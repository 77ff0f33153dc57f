//! Sans-I/O protocol engine for one connection.
//!
//! Bytes read from the transport go in through [`Session::feed`]; decoded
//! [`Event`]s come out of [`Session::poll_event`] and bytes to write come out
//! of [`Session::take_outgoing`]. Each feed drains every complete frame
//! before returning.

use std::collections::VecDeque;

use bytes::BytesMut;
use tracing::{debug, info, warn};

use super::context::ConnectionContext;
use super::result::ResultDecoder;
use super::Event;
use crate::config::ConnectConfig;
use crate::error::{PgError, PgResult};
use crate::protocol::{
    AuthPhase, AuthStep, Authenticator, BackendMessage, Frame, FrameBuffer, FrontendMessage,
};

enum State {
    /// Startup sent; 'R' frames go to the authenticator.
    Authenticating(Authenticator),
    /// Result frames go to the result decoder.
    Authenticated,
    /// Handshake or framing failure; nothing else is processed.
    Failed,
    Closed,
}

/// Protocol state of a single connection.
pub struct Session {
    state: State,
    frames: FrameBuffer,
    context: ConnectionContext,
    results: ResultDecoder,
    events: VecDeque<Event>,
    outgoing: Vec<u8>,
}

impl Session {
    /// Create a session and queue the startup message.
    pub fn new(config: &ConnectConfig) -> Self {
        let authenticator = Authenticator::new(&config.user, config.password.as_deref());
        Self::with_authenticator(config, authenticator)
    }

    /// Create a session around a prepared authenticator.
    pub fn with_authenticator(config: &ConnectConfig, authenticator: Authenticator) -> Self {
        let mut startup = FrontendMessage::startup(&config.user, &config.database);
        if let (FrontendMessage::Startup { params }, Some(name)) =
            (&mut startup, &config.application_name)
        {
            params.push(("application_name".to_string(), name.clone()));
        }

        let mut session = Self {
            state: State::Authenticating(authenticator),
            frames: FrameBuffer::with_max_frame_len(config.max_frame_len),
            context: ConnectionContext::new(),
            results: ResultDecoder::new(),
            events: VecDeque::new(),
            outgoing: Vec::new(),
        };
        session.queue(startup);
        session
    }

    /// Append bytes from the transport and process every complete frame.
    ///
    /// Events produced before a fatal error stay queued.
    pub fn feed(&mut self, data: &[u8]) -> PgResult<()> {
        self.ensure_open()?;
        self.frames.feed(data);
        self.process()
    }

    /// Buffer the transport reads into directly; follow with [`Session::process`].
    pub(crate) fn recv_buffer(&mut self) -> &mut BytesMut {
        self.frames.buf_mut()
    }

    /// Process every complete frame currently buffered.
    pub fn process(&mut self) -> PgResult<()> {
        self.ensure_open()?;
        loop {
            let frame = match self.frames.next_frame() {
                Ok(Some(frame)) => frame,
                Ok(None) => return Ok(()),
                Err(e) => {
                    warn!(error = %e, "framing error");
                    self.release(State::Failed);
                    return Err(e);
                }
            };
            if let Err(e) = self.dispatch(frame) {
                self.release(State::Failed);
                return Err(e);
            }
        }
    }

    /// Next decoded event.
    pub fn poll_event(&mut self) -> Option<Event> {
        self.events.pop_front()
    }

    /// Bytes waiting to be written.
    pub fn take_outgoing(&mut self) -> Option<Vec<u8>> {
        if self.outgoing.is_empty() {
            None
        } else {
            Some(std::mem::take(&mut self.outgoing))
        }
    }

    /// Queue a simple query. Only valid while the server is ready.
    pub fn submit_query(&mut self, sql: &str) -> PgResult<()> {
        match self.state {
            State::Authenticated => {}
            State::Authenticating(_) => return Err(PgError::NotReady),
            State::Failed | State::Closed => return Err(PgError::Closed),
        }
        if !self.context.is_ready() {
            return Err(PgError::NotReady);
        }
        if sql.contains('\0') {
            return Err(PgError::InvalidCommand(
                "command text contains a NUL byte".to_string(),
            ));
        }
        debug!(sql, "submitting query");
        self.queue(FrontendMessage::Query(sql.to_string()));
        self.context.mark_busy();
        Ok(())
    }

    /// Close gracefully: queue Terminate when logged in, then release state.
    pub fn close(&mut self) {
        if matches!(self.state, State::Authenticated) {
            self.queue(FrontendMessage::Terminate);
        }
        self.release(State::Closed);
    }

    /// Release everything without sending anything (transport went away).
    pub fn abort(&mut self) {
        self.outgoing.clear();
        self.release(State::Closed);
    }

    pub fn context(&self) -> &ConnectionContext {
        &self.context
    }

    /// Authentication phase; `None` once the handshake state is gone.
    pub fn auth_phase(&self) -> Option<AuthPhase> {
        match &self.state {
            State::Authenticating(auth) => Some(auth.phase()),
            State::Authenticated => Some(AuthPhase::Authenticated),
            State::Failed => Some(AuthPhase::Failed),
            State::Closed => None,
        }
    }

    pub fn is_authenticated(&self) -> bool {
        matches!(self.state, State::Authenticated)
    }

    pub fn is_closed(&self) -> bool {
        matches!(self.state, State::Failed | State::Closed)
    }

    /// Bytes of an incomplete frame still held.
    pub fn buffered_len(&self) -> usize {
        self.frames.len()
    }

    fn ensure_open(&self) -> PgResult<()> {
        match self.state {
            State::Failed | State::Closed => Err(PgError::Closed),
            _ => Ok(()),
        }
    }

    /// Drop the reassembly buffer and any authentication secrets.
    fn release(&mut self, state: State) {
        self.state = state;
        self.frames.clear();
        self.results.reset();
    }

    fn queue(&mut self, message: FrontendMessage) {
        self.outgoing.extend(message.encode());
    }

    fn dispatch(&mut self, frame: Frame) -> PgResult<()> {
        debug!(tag = %(frame.tag as char), len = frame.payload.len(), "frame");
        let authenticating = matches!(self.state, State::Authenticating(_));

        let message = match BackendMessage::decode(&frame) {
            Ok(message) => message,
            // Anything malformed during the handshake aborts it.
            Err(e) if authenticating => return Err(e),
            Err(e) => {
                warn!(error = %e, "discarding undecodable frame");
                self.events.push_back(Event::DecodeError {
                    tag: frame.tag as char,
                    message: e.to_string(),
                });
                return Ok(());
            }
        };

        if authenticating {
            self.on_handshake_message(message)
        } else {
            self.on_result_message(message);
            Ok(())
        }
    }

    fn on_handshake_message(&mut self, message: BackendMessage) -> PgResult<()> {
        let State::Authenticating(auth) = &mut self.state else {
            return Ok(());
        };
        match message {
            BackendMessage::Authentication(request) => match auth.on_request(request)? {
                AuthStep::Send(response) => self.queue(response),
                AuthStep::Wait => {}
                AuthStep::Authenticated => {
                    info!("connected");
                    // Drops the authenticator and its secrets.
                    self.state = State::Authenticated;
                    self.events.push_back(Event::Connected);
                }
            },
            BackendMessage::ErrorResponse(fields) => {
                auth.fail();
                self.events.push_back(Event::ServerError(fields.clone()));
                return Err(PgError::Server(fields));
            }
            BackendMessage::NoticeResponse(fields) => {
                self.events.push_back(Event::Notice(fields));
            }
            BackendMessage::Unknown(tag) => {
                debug!(tag = %(tag as char), "ignoring frame during handshake");
            }
            other => {
                auth.fail();
                return Err(PgError::Protocol(format!(
                    "{} before authentication completed",
                    message_name(&other)
                )));
            }
        }
        Ok(())
    }

    fn on_result_message(&mut self, message: BackendMessage) {
        let event = match message {
            BackendMessage::RowDescription(fields) => self.results.on_row_description(fields),
            BackendMessage::DataRow(values) => self.results.on_data_row(values),
            BackendMessage::CommandComplete(tag) => self.results.on_command_complete(tag),
            BackendMessage::EmptyQueryResponse => {
                self.results.reset();
                Event::EmptyQuery
            }
            BackendMessage::ErrorResponse(fields) => {
                self.results.reset();
                Event::ServerError(fields)
            }
            BackendMessage::NoticeResponse(fields) => Event::Notice(fields),
            BackendMessage::ParameterStatus { name, value } => {
                self.context.set_parameter(name.clone(), value.clone());
                Event::ParameterStatus { name, value }
            }
            BackendMessage::BackendKeyData {
                process_id,
                secret_key,
            } => match self.context.set_backend_key(process_id, secret_key) {
                Ok(()) => Event::BackendKey { process_id },
                Err(e) => Event::DecodeError {
                    tag: 'K',
                    message: e.to_string(),
                },
            },
            BackendMessage::ReadyForQuery(status) => {
                self.results.reset();
                self.context.mark_ready(status);
                Event::ReadyForQuery(status)
            }
            BackendMessage::Authentication(_) => Event::DecodeError {
                tag: 'R',
                message: "authentication request after login".to_string(),
            },
            BackendMessage::Unknown(tag) => {
                debug!(tag = %(tag as char), "ignoring frame");
                return;
            }
        };
        self.events.push_back(event);
    }
}

fn message_name(message: &BackendMessage) -> &'static str {
    match message {
        BackendMessage::Authentication(_) => "Authentication",
        BackendMessage::ErrorResponse(_) => "ErrorResponse",
        BackendMessage::NoticeResponse(_) => "NoticeResponse",
        BackendMessage::ParameterStatus { .. } => "ParameterStatus",
        BackendMessage::BackendKeyData { .. } => "BackendKeyData",
        BackendMessage::ReadyForQuery(_) => "ReadyForQuery",
        BackendMessage::RowDescription(_) => "RowDescription",
        BackendMessage::DataRow(_) => "DataRow",
        BackendMessage::CommandComplete(_) => "CommandComplete",
        BackendMessage::EmptyQueryResponse => "EmptyQueryResponse",
        BackendMessage::Unknown(_) => "unknown message",
    }
}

···

Read the listing. Copy each line that has the word "char" in it.

RESULT OF THE TASK ▸
        debug!(tag = %(frame.tag as char), len = frame.payload.len(), "frame");
                    tag: frame.tag as char,
                debug!(tag = %(tag as char), "ignoring frame during handshake");
                debug!(tag = %(tag as char), "ignoring frame");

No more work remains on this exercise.